Volvamos un momento al título, que tanto me extrañó cuando lo conocí en su Café. “Aforismos que nunca contaré a mis hijos”. A los amantes del género aforístico les chocará, sin duda, la aparición de un verbo “contar”, relatar, que choca de frente con la condición epifánica del aforismo. No sé si la ausencia de prólogo tiene algo que ver con esa renuncia a “contar”, a darle naturaleza narrativa a la pulsión aforística del autor, tan buen lector de poesía, por cierto. En cualquier caso, ni “contar” ni “explicar”, porque los aforismos tienen la virtud de explicarse a sí mismos sin necesitar desarrollos complementarios que anulen la belleza propia de su construcción sintética.

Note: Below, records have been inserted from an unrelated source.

use chrono::NaiveDate;
use serde::{Deserialize, Serialize};
use thiserror::Error;
use uuid::Uuid;

/// Maximum accepted length for a transaction description.
pub const DESCRIPTION_MAX_LEN: usize = 100;

const DATE_FORMAT: &str = "%Y-%m-%d";

/// Whether a transaction adds to or draws from the balance.
#[derive(Debug, Clone, Copy, Serialize, Deserialize, PartialEq, Eq)]
#[serde(rename_all = "lowercase")]
pub enum TransactionKind {
    Income,
    Expense,
}

impl TransactionKind {
    pub fn as_str(&self) -> &'static str {
        match self {
            TransactionKind::Income => "income",
            TransactionKind::Expense => "expense",
        }
    }

    pub fn parse(value: &str) -> Option<Self> {
        match value.trim().to_lowercase().as_str() {
            "income" => Some(TransactionKind::Income),
            "expense" => Some(TransactionKind::Expense),
            _ => None,
        }
    }
}

/// A single recorded income or expense entry.
///
/// Observable identity is the entry's position in the ledger sequence; the
/// `id` is an internal stable handle and never replaces positional deletes.
#[derive(Debug, Clone, Serialize, Deserialize)]
pub struct Transaction {
    #[serde(default = "Uuid::new_v4")]
    pub id: Uuid,
    #[serde(rename = "type")]
    pub kind: TransactionKind,
    pub category: String,
    #[serde(default, skip_serializing_if = "Option::is_none")]
    pub date: Option<NaiveDate>,
    #[serde(default, skip_serializing_if = "Option::is_none")]
    pub description: Option<String>,
    pub amount: f64,
}

impl Transaction {
    /// Builds an already-validated transaction. Use [`TransactionDraft`] for
    /// anything that originates from user input.
    pub fn new(
        kind: TransactionKind,
        category: impl Into<String>,
        date: Option<NaiveDate>,
        description: Option<String>,
        amount: f64,
    ) -> Self {
        Self {
            id: Uuid::new_v4(),
            kind,
            category: category.into(),
            date,
            description,
            amount,
        }
    }

    /// Amount with the sign the balance sees: expenses are negative.
    pub fn signed_amount(&self) -> f64 {
        match self.kind {
            TransactionKind::Income => self.amount,
            TransactionKind::Expense => -self.amount,
        }
    }

    pub fn date_display(&self) -> String {
        self.date
            .map(|date| date.format(DATE_FORMAT).to_string())
            .unwrap_or_default()
    }
}

/// Rejections surfaced to the user before any state changes.
#[derive(Debug, Clone, PartialEq, Eq, Error)]
pub enum InputError {
    #[error("Please enter a category.")]
    EmptyCategory,
    #[error("Please enter an amount greater than 0.")]
    InvalidAmount,
    #[error("Dates must look like 2024-01-31 (or be left blank).")]
    InvalidDate,
    #[error("Descriptions are limited to {DESCRIPTION_MAX_LEN} characters.")]
    DescriptionTooLong,
}

/// Raw transaction input as entered, before validation.
#[derive(Debug, Clone)]
pub struct TransactionDraft {
    pub kind: TransactionKind,
    pub category: String,
    pub date: String,
    pub description: String,
    pub amount: String,
}

impl TransactionDraft {
    pub fn new(kind: TransactionKind) -> Self {
        Self {
            kind,
            category: String::new(),
            date: String::new(),
            description: String::new(),
            amount: String::new(),
        }
    }

    /// Presence and positivity checks; everything else is accepted as-is.
    pub fn validate(&self) -> Result<Transaction, InputError> {
        let category = self.category.trim();
        if category.is_empty() {
            return Err(InputError::EmptyCategory);
        }

        let amount = parse_amount(&self.amount)?;
        let date = parse_date(&self.date)?;

        let description = self.description.trim();
        if description.chars().count() > DESCRIPTION_MAX_LEN {
            return Err(InputError::DescriptionTooLong);
        }
        let description = (!description.is_empty()).then(|| description.to_string());

        Ok(Transaction::new(
            self.kind, category, date, description, amount,
        ))
    }
}

fn parse_amount(raw: &str) -> Result<f64, InputError> {
    let amount: f64 = raw.trim().parse().map_err(|_| InputError::InvalidAmount)?;
    if !amount.is_finite() || amount <= 0.0 {
        return Err(InputError::InvalidAmount);
    }
    Ok(amount)
}

fn parse_date(raw: &str) -> Result<Option<NaiveDate>, InputError> {
    let raw = raw.trim();
    if raw.is_empty() {
        return Ok(None);
    }
    NaiveDate::parse_from_str(raw, DATE_FORMAT)
        .map(Some)
        .map_err(|_| InputError::InvalidDate)
}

En cualquier caso, intuyo que el carácter sombrío y desengañado de muchos de los aforismos, un reconocimiento de las muchas debilidades humanas y, sobre todo, sociales, no constituye un motivo de “relato” con el que entretener, distraer o aleccionar a los hijos, quienes, por cuestión biológica, han de habitar en la esperanza de lo mejor por venir, una aventura individual que no se les puede “anticipar” ni condicionar. Quiero entender el título como la firme declaración de la exigencia ética de los padres de no aleccionar ideológica, religiosa o vitalmente a sus descendientes, tan en las antípodas de la pederastia ideológica a que nos ha acostumbrado la indecencia secesionista. Entre el “Dejad que se acerquen a mí” y el “Ay de aquellos que escandalizaren”, qué poco extendido está el compromiso del respeto a los hijos y a su libertad de pensamiento. Quiero, pues, entender el título en ese poderoso sentido ético de no imponer el propio pensamiento a nuestros hijos, algo que se compadece, estoy convencido, con la firme convicción de Luri de la individualidad a ultranza de la aventura vital de cada ser humano, único e irrepetible, aunque, como con singular gracejo, piense que El hombre es un error de casting.
Como intelector par excellence, Luri es heredero de una tradición cultural en la que el aforismo siempre ha tenido un lugar destacado, porque la condensación ingeniosa del pensamiento, a medio camino entre la retórica poética y la concisión filosófica, forma parte de lo mejor de la cultura occidental, aunque el aforismo es universal y ha sido cultivado en oriente y en occidente, al norte y al sur, desde sumerios y chinos hasta egipcios y griegos, pasando por los judíos. Hay ecos en los aforismos de Luri de un prodigioso bagaje de lecturas que se cuelan, como de rondón, inadvertidamente, en los suyos propios, como en esa excelente coincidencia con Valéry: En el diálogo más que la verdad suele pesar la necesidad de guarecer la propia imagen. Paul Valéry: Todo el que participa en una discusión defiende dos cosas: una tesis y a sí mismo; o como el fondo clásico de los aforismos de Salomón, por ejemplo, que se puede advertir en el sentencioso: Las tres las señales que delatan la estupidez de las personas, dijo un sabio judío, son la impaciencia para responder, la fragilidad de la atención y la excesiva confianza en los demás. [Adviértase la incuria editora en ese inicio: “Las tres las señales”, que por sí misma no pasaría de anécdota, pero que sumada a las que vendrán nos permite usar el latinismo.] Pero otras veces, son los aforismos de Luri los que nos llevan al recuerdo de otros textos, como este: ¿Quién maneja los hilos? ¿El yo¿ ¿Y quién maneja los hilos que maneja el yo? ¿Y los hilos del que maneja, etc., etc.?  Que enseguida me ha traído a la memoria la reflexión de Sánchez Ferlosio sobre la paradoja de la marioneta: cuantos más hilos la mueven, más libertad de movimiento tiene.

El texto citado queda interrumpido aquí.